El amor es más frío que la muerte.
Es cierto que el cine independiente americano tiene a esta altura sus taras, sus automatismos, a menudo una cáscara bajo cuya gramática se intentan disimular el vacío y la inconsistencia. Pero también es verdad que algunos de sus exponentes consiguen imponerse, sin mayor esfuerzo ni destreza, por sobre la mayoría de los estrenos del cine industrial del mismo origen. Blue Valentine es la ópera prima de su director y está producida por sus dos actores protagonistas. Viendo la película se advierte enseguida que esto último tiene su lógica: se trata de una película al servicio de los actores. Ryan Gosling y Michelle Williams se entregan aquí a un ejercicio notable, componiendo a un matrimonio que se encuentra prácticamente al borde de la disolución. En la primera escena el plano toma a la pequeña hija de ambos que grita repetidamente un nombre propio. No se trata de una persona sino de una perra. El padre promete encontrarla mientras despacha a la niña y a su madre rumbo a la escuela y le recomienda a la mujer que tenga cuidado al manejar. Más tarde, cuando va a un acto escolar en el que participa su hija, la mujer ve al animal muerto a un costado de la ruta. Cuando termina de enterrarlo en el jardín descuidado y en declive, el hombre se quiebra y solloza junto a la ventana. En pocos minutos, la película describe un paisaje netamente suburbano y establece el presagio de la modesta tragedia en ciernes que constituye el corazón de la película. El hombre aparece con las manos siempre manchadas de pintura y la mujer con unos vestidos floreados en los que parece demorarse una adolescencia congelada como una mueca de tristeza. Las marcas sobre los cuerpos de los personajes definen un modo de estar en el mundo y establecen el clima de aflicción y de sueños dilapidados que los envuelve.

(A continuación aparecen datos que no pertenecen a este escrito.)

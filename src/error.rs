use thiserror::Error;

pub type SourceResult<T> = Result<T, SourceError>;
pub type ConfigResult<T> = Result<T, ConfigError>;

/// Failure to establish or read the line source.
///
/// Every variant is reported to the user as `URL connection error`; the
/// variants only exist so logs can say what actually went wrong.
#[derive(Error, Debug)]
pub enum SourceError {
    #[error("Invalid URL '{url}': {reason}")]
    InvalidUrl { url: String, reason: String },

    #[error("Unsupported URL scheme '{scheme}': expected http, https or file")]
    UnsupportedScheme { scheme: String },

    #[error("Connection to '{url}' failed: {reason}")]
    Connection { url: String, reason: String },

    #[error("I/O error: {0}")]
    Io(#[from] std::io::Error),
}

#[derive(Error, Debug)]
pub enum ConfigError {
    #[error("Failed to read config file '{path}': {source}")]
    Read {
        path: String,
        #[source]
        source: std::io::Error,
    },

    #[error("YAML error: {0}")]
    YamlError(String),

    #[error("Invalid value for '{field}': {reason}")]
    InvalidValue { field: String, reason: String },
}

impl From<serde_yaml::Error> for ConfigError {
    fn from(err: serde_yaml::Error) -> Self {
        ConfigError::YamlError(err.to_string())
    }
}
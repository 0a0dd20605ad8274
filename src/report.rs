use crate::error::SourceResult;
use crate::parser::ParseOutcome;
use std::fmt;

pub const OUTPUT_MALFORMED: &str = "malformed HTML";
pub const OUTPUT_URL_ERROR: &str = "URL connection error";

/// What the user gets to see for one analysis.
#[derive(Debug, Clone, PartialEq, Eq)]
pub enum Report {
    /// The source could not be opened or read
    ConnectionError,
    /// Broken nesting, or a well-nested document without any text
    Malformed,
    /// The first text line at the greatest depth
    Deepest(String),
}

impl Report {
    pub fn from_outcome(outcome: ParseOutcome) -> Self {
        match outcome {
            ParseOutcome {
                malformed: false,
                deepest_text: Some(text),
                ..
            } => Report::Deepest(text),
            _ => Report::Malformed,
        }
    }

    /// Source failures take precedence over anything parsed before them.
    pub fn from_result(result: SourceResult<ParseOutcome>) -> Self {
        match result {
            Ok(outcome) => Self::from_outcome(outcome),
            Err(_) => Report::ConnectionError,
        }
    }
}

impl fmt::Display for Report {
    fn fmt(&self, f: &mut fmt::Formatter<'_>) -> fmt::Result {
        match self {
            Report::ConnectionError => f.write_str(OUTPUT_URL_ERROR),
            Report::Malformed => f.write_str(OUTPUT_MALFORMED),
            Report::Deepest(text) => f.write_str(text),
        }
    }
}
use crate::error::{ConfigError, ConfigResult};
use serde::Deserialize;
use std::fs;
use std::time::Duration;

/// Environment variable naming an optional YAML config file
pub const CONFIG_ENV: &str = "HTML_ANALYZER_CONFIG";

const DEFAULT_TIMEOUT_SECS: u64 = 10;

/// Settings for fetching documents.
///
/// ```yaml
/// timeout_secs: 5
/// user_agent: my-crawler/1.0
/// ```
#[derive(Debug, Clone, PartialEq, Deserialize)]
#[serde(default)]
pub struct AnalyzerConfig {
    /// Connect and read timeout for http(s) sources
    pub timeout_secs: u64,
    pub user_agent: String,
}

impl Default for AnalyzerConfig {
    fn default() -> Self {
        Self {
            timeout_secs: DEFAULT_TIMEOUT_SECS,
            user_agent: format!("html-analyzer/{}", env!("CARGO_PKG_VERSION")),
        }
    }
}

impl AnalyzerConfig {
    pub fn timeout(&self) -> Duration {
        Duration::from_secs(self.timeout_secs)
    }

    /// Parse a YAML document. Missing keys fall back to defaults.
    pub fn from_yaml_str(yaml: &str) -> ConfigResult<Self> {
        let config: AnalyzerConfig = serde_yaml::from_str(yaml)?;
        config.validate()?;
        Ok(config)
    }

    pub fn from_file(path: &str) -> ConfigResult<Self> {
        let content = fs::read_to_string(path).map_err(|source| ConfigError::Read {
            path: path.to_string(),
            source,
        })?;
        Self::from_yaml_str(&content)
    }

    /// Load from the file named by `HTML_ANALYZER_CONFIG`, or defaults when unset.
    pub fn load() -> ConfigResult<Self> {
        match std::env::var(CONFIG_ENV) {
            Ok(path) if !path.trim().is_empty() => Self::from_file(path.trim()),
            _ => Ok(Self::default()),
        }
    }

    fn validate(&self) -> ConfigResult<()> {
        if self.timeout_secs == 0 {
            return Err(ConfigError::InvalidValue {
                field: "timeout_secs".to_string(),
                reason: "must be greater than 0".to_string(),
            });
        }
        if self.user_agent.trim().is_empty() {
            return Err(ConfigError::InvalidValue {
                field: "user_agent".to_string(),
                reason: "must be a non-empty string".to_string(),
            });
        }
        Ok(())
    }
}
use regex::Regex;
use std::sync::OnceLock;

/// One input line, sorted into the only four shapes the grammar knows.
///
/// Tag names and text borrow from the line they were classified from.
#[derive(Debug, Clone, Copy, PartialEq, Eq)]
pub enum ClassifiedLine<'a> {
    /// `<name>`
    OpenTag(&'a str),
    /// `</name>`
    CloseTag(&'a str),
    /// Anything not starting with `<`, verbatim
    Text(&'a str),
    /// Starts with `<` but is neither an open nor a close tag
    Invalid,
}

fn open_tag_regex() -> &'static Regex {
    static OPEN_TAG_REGEX: OnceLock<Regex> = OnceLock::new();
    OPEN_TAG_REGEX.get_or_init(|| Regex::new(r"^<([A-Za-z][A-Za-z0-9]*)>$").unwrap())
}

fn close_tag_regex() -> &'static Regex {
    static CLOSE_TAG_REGEX: OnceLock<Regex> = OnceLock::new();
    CLOSE_TAG_REGEX.get_or_init(|| Regex::new(r"^</([A-Za-z][A-Za-z0-9]*)>$").unwrap())
}

/// Classify a trimmed, non-empty line.
///
/// Never fails: every line lands in exactly one variant.
pub fn classify(line: &str) -> ClassifiedLine<'_> {
    if !line.starts_with('<') {
        return ClassifiedLine::Text(line);
    }

    if let Some(name) = open_tag_regex().captures(line).and_then(|c| c.get(1)) {
        return ClassifiedLine::OpenTag(name.as_str());
    }

    if let Some(name) = close_tag_regex().captures(line).and_then(|c| c.get(1)) {
        return ClassifiedLine::CloseTag(name.as_str());
    }

    ClassifiedLine::Invalid
}
//! Security controls for the pharmacy client.
//!
//! # Audit Logging
//!
//! The audit module provides structured logging for security-relevant events
//! with automatic redaction of e-mail addresses and credentials:
//!
//! ```rust
//! use pharmacy_client::security::audit::{AuditEvent, AuditEventType};
//! use uuid::Uuid;
//!
//! let event = AuditEvent::new(AuditEventType::LoginSucceeded, "u-42", Uuid::new_v4())
//!     .with_email("owner@pharmacy.example");
//!
//! pharmacy_client::security::audit::audit_log(&event);
//! ```
//!
//! Or use the convenience macro:
//!
//! ```rust
//! use pharmacy_client::{audit, security::audit::AuditEventType};
//! use uuid::Uuid;
//!
//! audit!(
//!     AuditEventType::SubscriptionCanceled,
//!     "u-42",
//!     Uuid::new_v4(),
//!     with_pharmacy_id("ph-1")
//! );
//! ```
//!
//! # Security Considerations
//!
//! - Audit logs use a separate tracing target for easy filtering
//! - Tokens are held in zeroize-on-drop wrappers and never logged
//! - Request correlation IDs link audit entries to transport spans

pub mod audit;

pub use audit::{
    AuditDetails, AuditEvent, AuditEventType, audit_log, redact_credentials, redact_email,
};
//! Display-side subscription lifecycle rules.
//!
//! The backend owns every transition. This module only answers questions the
//! UI asks before offering an action, and none of its answers is enforced
//! locally: the backend has the final word and its re-fetched state replaces
//! whatever was shown.
//!
//! ```text
//! (none) ──start trial──► TRIALING ──┬──► ACTIVE ──► CANCELED ──► EXPIRED
//!                                    ├──► EXPIRED ◄───────────────────┘
//!                                    └──► CANCELED        │
//!                         EXPIRED / CANCELED ──renew──► ACTIVE
//!                         any ──change plan──► (new plan)
//! ```

use chrono::{DateTime, Utc};
use serde::Serialize;

use super::models::{Subscription, SubscriptionStatus};

/// A mutation the UI may offer for a subscription.
#[derive(Debug, Clone, Copy, PartialEq, Eq, Hash, Serialize)]
#[serde(rename_all = "snake_case")]
pub enum SubscriptionAction {
    /// Switch to another plan.
    ChangePlan,
    /// Stop the subscription at the end of the current period.
    Cancel,
    /// Start a new period on an ended subscription.
    Renew,
}

/// Actions worth offering for a subscription in `status`.
///
/// # Examples
///
/// ```
/// use pharmacy_client::subscription::{SubscriptionAction, SubscriptionStatus, available_actions};
///
/// let actions = available_actions(SubscriptionStatus::Expired);
/// assert!(actions.contains(&SubscriptionAction::Renew));
/// assert!(!actions.contains(&SubscriptionAction::Cancel));
/// ```
#[must_use]
pub fn available_actions(status: SubscriptionStatus) -> Vec<SubscriptionAction> {
    let mut actions = vec![SubscriptionAction::ChangePlan];
    match status {
        SubscriptionStatus::Trialing | SubscriptionStatus::Active => {
            actions.push(SubscriptionAction::Cancel);
        }
        SubscriptionStatus::Expired | SubscriptionStatus::Canceled => {
            actions.push(SubscriptionAction::Renew);
        }
        SubscriptionStatus::Pending => {}
    }
    actions
}

impl Subscription {
    /// Whether the pharmacy can use paid features at `now`.
    ///
    /// A canceled subscription keeps access until its period ends.
    #[must_use]
    pub fn has_access(&self, now: DateTime<Utc>) -> bool {
        match self.status {
            SubscriptionStatus::Active => true,
            SubscriptionStatus::Trialing => !self.is_trial_expired(now),
            SubscriptionStatus::Canceled => now < self.current_period_end,
            SubscriptionStatus::Expired | SubscriptionStatus::Pending => false,
        }
    }

    /// Whether a trial subscription has passed its trial end.
    ///
    /// Falls back to the period end when `trialEndsAt` is absent. Always
    /// `false` for non-trial subscriptions.
    #[must_use]
    pub fn is_trial_expired(&self, now: DateTime<Utc>) -> bool {
        self.status == SubscriptionStatus::Trialing
            && now >= self.trial_ends_at.unwrap_or(self.current_period_end)
    }

    /// Whole days until the relevant end date, zero once passed.
    ///
    /// Uses the trial end for trials and the period end otherwise.
    #[must_use]
    pub fn days_remaining(&self, now: DateTime<Utc>) -> i64 {
        let end = match self.status {
            SubscriptionStatus::Trialing => {
                self.trial_ends_at.unwrap_or(self.current_period_end)
            }
            _ => self.current_period_end,
        };
        (end - now).num_days().max(0)
    }

    /// Actions worth offering for this subscription.
    #[must_use]
    pub fn available_actions(&self) -> Vec<SubscriptionAction> {
        available_actions(self.status)
    }
}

El director encuadra a los personajes de manera realista pero se permite constantes cambios de foco sobre las figuras humanas y el fondo que exponen el modo en el que el mundo se carga de la subjetividad herida de los protagonistas: si una de las características más evidentes del cine americano mainstream es la negación sistemática del dolor, la del cine llamado independiente debería ser, acaso, la de restituir aunque sea una parte de esa dimensión perdida, expulsada desvergonzadamente de las pantallas en nombre del entretenimiento. La película parece proponerse un proyecto que se acerque a ese ideal, pero se queda a mitad de camino. Los flashbacks, mediante los que se hacen funcionar en espejo algunas escenas del pasado y del presente, señalan de forma sumaria el contraste entre la vitalidad de los días de romance de la pareja y la sensación de desmembramiento que la embarga ahora y le quitan buena parte de su fluidez y espontaneidad. En algunos momentos, el director juega un poco a emular esa energía sombría y feroz, acribillada de sufrimiento y de absurdo que es marca de fábrica en las películas de Cassavetes –esto se hace presente sobre todo en la lograda secuencia del motel y en la de la pelea en el hospital–, pero que en esta ocasión resulta saboteada por los inoportunos comentarios musicales del grupo de rock etéreo Grizzly Bear, que tienden a resaltar el costado sentimental de la historia en detrimento de una sobriedad que termina convirtiéndose en excepción. Con dos competentes estrellas como protagonistas, Blue Valentine se muestra incapaz de estar a la altura del tema que tiene entre manos, ocupada en subrayados y en distribuir golpes de efecto visuales (el hombre que en el último plano camina pesadamente hacia un fondo fuera de foco de fuegos artificiales tiene una belleza impostada) que opacan la nobleza que se insinúa en la precisa descripción de una clase social o en la postulación del carácter inaprensible del sentimiento amoroso y el doloroso abismo entre hombres y mujeres.